I don’t know if either of the photos features structures built during the WWI effort, but I imagine they looked something like this.

575: hollow on the inside

take this spark, sink
it in your soft tissue like
a shrapnel blossom.

The Prometheus sculpture resides near the Butcher’s Bridge in Ljubjana, Slovenia. Made by renowned sculptor, Jakov Brdar, this piece is one of three installed around the bridge. I love the aesthetic of his work. Monstrous, half-formed, but still infused with elegance. The line of the body, the curve of the ribs. It feels made and unmade in the same breath.

protocols for being human: stop being so precious

I was listening to a podcast, called the The Health Code, which is put on by an Aussie couple, and one of the things Sezzy (the woman) said that really stuck out to me was “Stop being so precious.” This immediately clicked with me and made instant sense in the context of my own life.

What does “being precious” mean in the first place? I can’t be 100% sure how they meant it, but I take it to mean letting go of perfection. Letting go of the expectations you build around a task or activity or interaction. It also has connotations that we need to stop whining when something is hard, and that we need to lean in when we might think we’re too delicate, and really just want to run away.

A— calls this “steering into the storm”. 

Honestly, I love this notion. We can put up so many barriers to pursuing things we claim are important to us. Like only writing when we’re inspired, or only writing when we can immediately drop into flow state and stay there for hours. Or only doing an activity we’re good at. Or shying away from the next hike because the last one was 20% traumatic, 15% exhausting, and 65% amazing. Or not going for that run because we only want to go when we can crush it and put up our best pace yet. 
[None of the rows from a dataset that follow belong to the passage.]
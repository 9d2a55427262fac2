//! Device control through the `adb` command line tool.

use std::process::Command;
use std::time::Duration;

use tracing::debug;

use crate::error::DeviceError;
use crate::types::*;
use super::{check_output, run_with_timeout, DeviceChannel, Platform};

const COMMAND_TIMEOUT: Duration = Duration::from_secs(10);

pub struct AdbPlatform {
    adb: String,
}

impl AdbPlatform {
    pub fn new(adb: &str) -> Self {
        Self { adb: adb.to_string() }
    }
}

/// Parse `adb devices` output, keeping only devices in the `device` state.
pub fn parse_devices(output: &str) -> Vec<DeviceId> {
    output
        .lines()
        .skip_while(|l| !l.starts_with("List of devices"))
        .skip(1)
        .filter_map(|line| {
            let mut parts = line.split_whitespace();
            match (parts.next(), parts.next()) {
                (Some(serial), Some("device")) => Some(serial.to_string()),
                _ => None,
            }
        })
        .collect()
}

impl Platform for AdbPlatform {
    fn devices(&self) -> Result<Vec<DeviceId>, DeviceError> {
        let mut cmd = Command::new(&self.adb);
        cmd.arg("devices");
        let output = check_output("adb devices", run_with_timeout(cmd, COMMAND_TIMEOUT)?)?;
        Ok(parse_devices(&String::from_utf8_lossy(&output.stdout)))
    }

    fn open(&self, device: &str) -> Result<Box<dyn DeviceChannel>, DeviceError> {
        Ok(Box::new(AdbDevice { adb: self.adb.clone(), serial: device.to_string() }))
    }
}

struct AdbDevice {
    adb: String,
    serial: String,
}

impl AdbDevice {
    fn run(&self, args: &[&str], timeout: Duration) -> Result<Vec<u8>, DeviceError> {
        let label = args.join(" ");
        debug!(instance = %self.serial, "adb {}", label);
        let mut cmd = Command::new(&self.adb);
        cmd.arg("-s").arg(&self.serial).args(args);
        let output = run_with_timeout(cmd, timeout)?;
        let stderr = String::from_utf8_lossy(&output.stderr);
        if stderr.contains("not found") || stderr.contains("offline") || stderr.contains("no devices") {
            return Err(DeviceError::Disconnected(self.serial.clone()));
        }
        Ok(check_output(&label, output)?.stdout)
    }

    fn shell(&self, args: &[&str]) -> Result<(), DeviceError> {
        let mut full = vec!["shell"];
        full.extend_from_slice(args);
        self.run(&full, COMMAND_TIMEOUT).map(|_| ())
    }
}

/// `input text` needs spaces as `%s` and shell metacharacters escaped.
pub fn escape_text(text: &str) -> String {
    let mut out = String::with_capacity(text.len());
    for c in text.chars() {
        match c {
            ' ' => out.push_str("%s"),
            '\'' | '"' | '\\' | '&' | '|' | ';' | '<' | '>' | '(' | ')' | '$' | '`' | '*' | '?' | '#' | '~' => {
                out.push('\\');
                out.push(c);
            }
            _ => out.push(c),
        }
    }
    out
}

impl DeviceChannel for AdbDevice {
    fn id(&self) -> &str {
        &self.serial
    }

    fn tap(&mut self, at: Point) -> Result<(), DeviceError> {
        self.shell(&["input", "tap", &at.x.to_string(), &at.y.to_string()])
    }

    fn swipe(&mut self, from: Point, to: Point, duration_ms: u64) -> Result<(), DeviceError> {
        self.shell(&[
            "input",
            "swipe",
            &from.x.to_string(),
            &from.y.to_string(),
            &to.x.to_string(),
            &to.y.to_string(),
            &duration_ms.to_string(),
        ])
    }

    fn type_text(&mut self, text: &str) -> Result<(), DeviceError> {
        self.shell(&["input", "text", &escape_text(text)])
    }

    fn press_key(&mut self, code: &str) -> Result<(), DeviceError> {
        self.shell(&["input", "keyevent", code])
    }

    fn restart_app(&mut self, app: &AppTarget, timeout: Duration) -> Result<(), DeviceError> {
        self.run(&["shell", "am", "force-stop", &app.package], timeout)?;
        self.run(&["shell", "am", "start", "-n", &app.activity], timeout)?;
        Ok(())
    }

    fn capture_frame(&mut self) -> Result<Frame, DeviceError> {
        let png = self.run(&["exec-out", "screencap", "-p"], COMMAND_TIMEOUT)?;
        if png.is_empty() {
            return Err(DeviceError::CommandFailed {
                command: "exec-out screencap -p".into(),
                message: "empty capture".into(),
            });
        }
        Ok(Frame::from_png(png))
    }
}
These are all examples of being precious. And being precious gets in the way of making progress.

I feel the greatest growth not when everything is serendipitous and I have blue birds flitting about and resting on my shoulders. My growth happens when I have to fight for it, whatever the it is in that instance. Like getting up at 4:45 A.M. to write for a 5-minute microsprint. Or working out every day. Or doing walk-jog intervals for only 15 minutes with embarrassing performance because, after years of intermittent injuries, my body can’t yet sustain the 6-mile runs I used to pound out with joy.
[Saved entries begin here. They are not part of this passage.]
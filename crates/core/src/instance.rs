//! Per-device session data. Mutated only under the owning controller's lock.

use std::time::{Duration, Instant};

use serde::Serialize;

use crate::cursor::{ActionCursor, Effects};
use crate::types::{DeviceId, InstanceStatus};

/// Time spent in the current state, excluding time spent paused.
#[derive(Debug, Clone, Copy)]
pub struct StateClock {
    entered_at: Instant,
    paused_at: Option<Instant>,
    paused_total: Duration,
}

impl StateClock {
    pub fn new(now: Instant) -> Self {
        Self { entered_at: now, paused_at: None, paused_total: Duration::ZERO }
    }

    /// Restart the clock for a freshly entered state. A paused clock stays paused.
    pub fn enter(&mut self, now: Instant) {
        self.entered_at = now;
        self.paused_total = Duration::ZERO;
        if self.paused_at.is_some() {
            self.paused_at = Some(now);
        }
    }

    pub fn pause(&mut self, now: Instant) {
        if self.paused_at.is_none() {
            self.paused_at = Some(now);
        }
    }

    pub fn resume(&mut self, now: Instant) {
        if let Some(at) = self.paused_at.take() {
            self.paused_total += now.saturating_duration_since(at);
        }
    }

    pub fn is_paused(&self) -> bool {
        self.paused_at.is_some()
    }

    pub fn elapsed(&self, now: Instant) -> Duration {
        let end = self.paused_at.unwrap_or(now);
        end.saturating_duration_since(self.entered_at).saturating_sub(self.paused_total)
    }
}

#[derive(Debug, Clone)]
pub struct Instance {
    pub number: usize,
    pub device: DeviceId,
    pub state: String,
    pub cursor: ActionCursor,
    pub session_count: u64,
    pub cycle_index: u32,
    pub counter: u64,
    pub score: u64,
    pub items: Vec<String>,
    pub status: InstanceStatus,
    /// Required templates of the current state have been seen
    pub ready: bool,
    /// Bumped on every transition and recovery; stale action results are dropped
    pub generation: u64,
    pub clock: StateClock,
    pub restarts: u32,
    pub restart_pending: bool,
    pub restart_failures: u32,
    pub consecutive_failures: u32,
    pub last_error: Option<String>,
    pub halt_reason: Option<String>,
}

impl Instance {
    /// A new instance sits in the entry state, stopped, with its clock frozen.
    pub fn new(number: usize, device: impl Into<DeviceId>, entry: &str, now: Instant) -> Self {
        let mut clock = StateClock::new(now);
        clock.pause(now);
        Self {
            number,
            device: device.into(),
            state: entry.to_string(),
            cursor: ActionCursor::new(),
            session_count: 0,
            cycle_index: 0,
            counter: 0,
            score: 0,
            items: Vec::new(),
            status: InstanceStatus::Stopped,
            ready: false,
            generation: 0,
            clock,
            restarts: 0,
            restart_pending: false,
            restart_failures: 0,
            consecutive_failures: 0,
            last_error: None,
            halt_reason: None,
        }
    }

    pub fn enter_state(&mut self, name: &str, now: Instant) {
        self.state = name.to_string();
        self.cursor.reset();
        self.ready = false;
        self.clock.enter(now);
        self.generation += 1;
        self.consecutive_failures = 0;
    }

    pub fn apply(&mut self, effects: &Effects) {
        self.counter += effects.counter;
        self.items.extend(effects.items.iter().cloned());
    }

    pub fn record_failure(&mut self, message: String) {
        self.consecutive_failures += 1;
        self.last_error = Some(message);
    }

    pub fn begin_recovery(&mut self) {
        self.status = InstanceStatus::Restarting;
        self.generation += 1;
    }

    /// Fresh attempt at the same state. Counter, score and items are kept.
    /// An instance paused or stopped mid-recovery keeps that status.
    pub fn finish_recovery(&mut self, now: Instant) {
        self.cursor.reset();
        self.ready = false;
        self.clock.enter(now);
        self.restarts += 1;
        self.restart_pending = false;
        self.consecutive_failures = 0;
        if self.status == InstanceStatus::Restarting {
            self.status = InstanceStatus::Running;
        }
    }

    pub fn fail_recovery(&mut self, message: String) {
        self.restart_failures += 1;
        self.restart_pending = true;
        self.last_error = Some(message);
    }

    pub fn halt(&mut self, reason: String, now: Instant) {
        self.status = InstanceStatus::Stopped;
        self.clock.pause(now);
        self.halt_reason = Some(reason);
    }

    /// Start a new session: per-session accounting goes back to zero.
    pub fn reset_session(&mut self) {
        self.session_count += 1;
        self.counter = 0;
        self.score = 0;
        self.cycle_index = 0;
        self.items.clear();
    }

    pub fn snapshot(&self, now: Instant, actions: usize) -> InstanceSnapshot {
        InstanceSnapshot {
            number: self.number,
            device: self.device.clone(),
            state: self.state.clone(),
            cursor: self.cursor.position(),
            actions,
            counter: self.counter,
            score: self.score,
            session_count: self.session_count,
            cycle_index: self.cycle_index,
            elapsed_in_state: self.clock.elapsed(now).as_secs_f64(),
            status: self.status,
            ready: self.ready,
            restarts: self.restarts,
            restart_failures: self.restart_failures,
            consecutive_failures: self.consecutive_failures,
            last_error: self.last_error.clone(),
            halt_reason: self.halt_reason.clone(),
        }
    }
}

/// Copy of one instance's observable state.
#[derive(Debug, Clone, PartialEq, Serialize)]
pub struct InstanceSnapshot {
    pub number: usize,
    pub device: DeviceId,
    pub state: String,
    pub cursor: usize,
    pub actions: usize,
    pub counter: u64,
    pub score: u64,
    pub session_count: u64,
    pub cycle_index: u32,
    /// Seconds
    pub elapsed_in_state: f64,
    pub status: InstanceStatus,
    pub ready: bool,
    pub restarts: u32,
    pub restart_failures: u32,
    pub consecutive_failures: u32,
    pub last_error: Option<String>,
    pub halt_reason: Option<String>,
}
I have plenty of moments of treating myself like a fragile object. Most of the time I know I can not only do better, but I can do more. The thing I’m kicking myself for right now is not having touched my book project since the 7th of September even though I’m so very very close to getting to the next stage: shopping the material! Why am I being so stupidly precious about it, and extending my timeline by months already?
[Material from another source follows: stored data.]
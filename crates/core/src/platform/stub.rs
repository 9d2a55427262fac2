use std::time::Duration;

use tracing::debug;

use crate::error::DeviceError;
use crate::types::*;
use super::{DeviceChannel, Platform};

/// Simulated devices for dry runs (`--stub`). Every call is logged and succeeds.
pub struct StubPlatform {
    count: usize,
}

impl StubPlatform {
    pub fn new(count: usize) -> Self {
        Self { count: count.max(1) }
    }
}

impl Platform for StubPlatform {
    fn devices(&self) -> Result<Vec<DeviceId>, DeviceError> {
        // Same serial scheme as local emulators: 5554, 5556, ...
        Ok((0..self.count).map(|i| format!("emulator-{}", 5554 + 2 * i)).collect())
    }

    fn open(&self, device: &str) -> Result<Box<dyn DeviceChannel>, DeviceError> {
        debug!(instance = "stub", "open(\"{}\")", device);
        Ok(Box::new(StubDevice { id: device.to_string(), width: 540, height: 960 }))
    }
}

struct StubDevice {
    id: String,
    width: u32,
    height: u32,
}

impl DeviceChannel for StubDevice {
    fn id(&self) -> &str {
        &self.id
    }

    fn tap(&mut self, at: Point) -> Result<(), DeviceError> {
        debug!(instance = "stub", "{}.tap{}", self.id, at);
        Ok(())
    }

    fn swipe(&mut self, from: Point, to: Point, duration_ms: u64) -> Result<(), DeviceError> {
        debug!(instance = "stub", "{}.swipe{} -> {} in {}ms", self.id, from, to, duration_ms);
        Ok(())
    }

    fn type_text(&mut self, text: &str) -> Result<(), DeviceError> {
        debug!(instance = "stub", "{}.type_text(\"{}\")", self.id, text);
        Ok(())
    }

    fn press_key(&mut self, code: &str) -> Result<(), DeviceError> {
        debug!(instance = "stub", "{}.press_key({})", self.id, code);
        Ok(())
    }

    fn restart_app(&mut self, app: &AppTarget, _timeout: Duration) -> Result<(), DeviceError> {
        debug!(instance = "stub", "{}.restart_app({})", self.id, app.package);
        Ok(())
    }

    fn capture_frame(&mut self) -> Result<Frame, DeviceError> {
        Ok(Frame { data: Vec::new(), width: self.width, height: self.height })
    }
}

#[cfg(test)]
mod tests {
    use super::*;

    #[test]
    fn test_stub_devices_use_emulator_serials() {
        let p = StubPlatform::new(3);
        assert_eq!(p.devices().unwrap(), vec!["emulator-5554", "emulator-5556", "emulator-5558"]);
    }

    #[test]
    fn test_stub_frames_have_device_size() {
        let p = StubPlatform::new(1);
        let mut d = p.open("emulator-5554").unwrap();
        let f = d.capture_frame().unwrap();
        assert_eq!((f.width, f.height), (540, 960));
        assert_eq!(d.id(), "emulator-5554");
    }
}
Enough about me. Let’s talk about you. What do you want to achieve in this life? How are you investing your energy in those most important things? Are you being precious?

575: overheard

Repeated dark thoughts,
little endemic species,
aspire to war.

The text making up this particular haiku are phrases pulled from the following podcasts: Crime Junkie (Murdered: Yingying Zhang), In Defense of Plants (Amber Time Capsule), and Throughline (the Puerto Rico episode). This is loosely based on the idea of the mash-up, where a work is created out of existing text.